Quorum sensing is a bacteria's ability to detect and respond properly to its surrounding cell population. The extracellular signaling molecules involved are autoinducers. The bacteria is able to share information about cell density in their environment and then alter their cellular response appropriately. It allows the bacterial population to act together to produce a coordinated response that benefits the community of bacteria as a whole, rather than by itself.
What type of local signaling is important for embryonic development and immune response?
The local signaling that is important for embryonic development and immune response is cell to cell recognition. Stem cells are able to differentiate into various cells necessary for an embryo to properly develop during embryonic development. This heavily relies on the glycoproteins that are on the cell membranes reacting to each other. Cells involved in the immune system use cell to cell communication to be able to distinguish between foreign invading cells from cells of the body. This is necessary for the body because if immune cells can’t tell the difference, they attack all of the cells, which causes an autoimmune disease.

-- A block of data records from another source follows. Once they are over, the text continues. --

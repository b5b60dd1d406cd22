//! Stand-in AI endpoints. Results are deterministic; only the latency is
//! simulated.

use axum::extract::{Multipart, State};
use caseclerk_core::ai::{
    DocumentAnalysis, MAX_AUDIO_BYTES, ResearchResult, Transcript, analyze_document,
    call_insights, is_allowed_audio_type, legal_research, summarize_text, transcribe_audio,
};
use caseclerk_core::{CallInsights, DocumentId};
use serde::{Deserialize, Serialize};

use super::multipart::read_form;
use crate::api::AppState;
use crate::api::error::{ApiError, ApiResult};
use crate::api::extract::{AuthUser, ValidJson};
use crate::api::response::{Envelope, ok};

/// Either raw `text` or the id of a stored document.
#[derive(Debug, Deserialize)]
pub struct SummarizeRequest {
    #[serde(default)]
    pub text: Option<String>,
    #[serde(default)]
    pub document_id: Option<u64>,
}

#[derive(Debug, Deserialize)]
pub struct ResearchRequest {
    pub query: String,
    #[serde(default)]
    pub jurisdiction: Option<String>,
}

#[derive(Debug, Serialize)]
pub struct Transcription {
    #[serde(flatten)]
    pub transcript: Transcript,
    pub insights: CallInsights,
}

pub async fn summarize(
    State(state): State<AppState>,
    _auth: AuthUser,
    ValidJson(req): ValidJson<SummarizeRequest>,
) -> ApiResult<Envelope<DocumentAnalysis>> {
    let analysis = match (req.document_id, req.text) {
        (Some(id), _) => {
            let (document, content) = {
                let db = state.db.read().await;
                let id = DocumentId(id);
                (db.get_document(id)?.clone(), db.document_content(id)?.to_vec())
            };
            state.simulate_ai_latency().await;
            analyze_document(&document, &content)
        }
        (None, Some(text)) if !text.trim().is_empty() => {
            state.simulate_ai_latency().await;
            summarize_text(&text)
        }
        _ => return Err(ApiError::validation("provide 'text' or 'document_id'")),
    };
    Ok(ok(analysis))
}

/// `multipart/form-data` with an audio `file` part.
pub async fn transcribe(
    State(state): State<AppState>,
    _auth: AuthUser,
    multipart: Multipart,
) -> ApiResult<Envelope<Transcription>> {
    let mut form = read_form(multipart, MAX_AUDIO_BYTES).await?;
    let file = form.take_file()?;
    if !is_allowed_audio_type(&file.content_type) {
        return Err(ApiError::UnsupportedMediaType(format!(
            "'{}' is not an accepted audio type",
            file.content_type
        )));
    }
    if file.bytes.is_empty() {
        return Err(ApiError::validation("uploaded file is empty"));
    }
    state.simulate_ai_latency().await;
    let transcript = transcribe_audio(&file.file_name, file.bytes.len() as u64);
    let insights = call_insights(&transcript.text);
    tracing::info!(
        file = %transcript.file_name,
        duration = transcript.duration_seconds,
        "audio transcribed"
    );
    Ok(ok(Transcription {
        transcript,
        insights,
    }))
}

pub async fn research(
    State(state): State<AppState>,
    _auth: AuthUser,
    ValidJson(req): ValidJson<ResearchRequest>,
) -> ApiResult<Envelope<ResearchResult>> {
    let result = legal_research(&req.query, req.jurisdiction.as_deref())?;
    state.simulate_ai_latency().await;
    Ok(ok(result))
}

What are the differences between paracrine signaling and endocrine signaling?
Paracrine signaling is a type of local signaling local regulator that is often involved in growth factors. Local regulating molecules are released into the extracellular fluid by the secreting cell The secreted molecules diffuse throughout the fluid and are detected by the receptors in the target cells, causing a reaction. Endocrine signaling is a long distance signaling that uses hormones. The signals are carried in the blood to the target cells. Target cells only react to certain ligands because each cell is specific so not all signals are picked up by all cells. Hormones travel long distances.
Cell Signaling Worksheet
What is the key difference between RTKs and GPCRs?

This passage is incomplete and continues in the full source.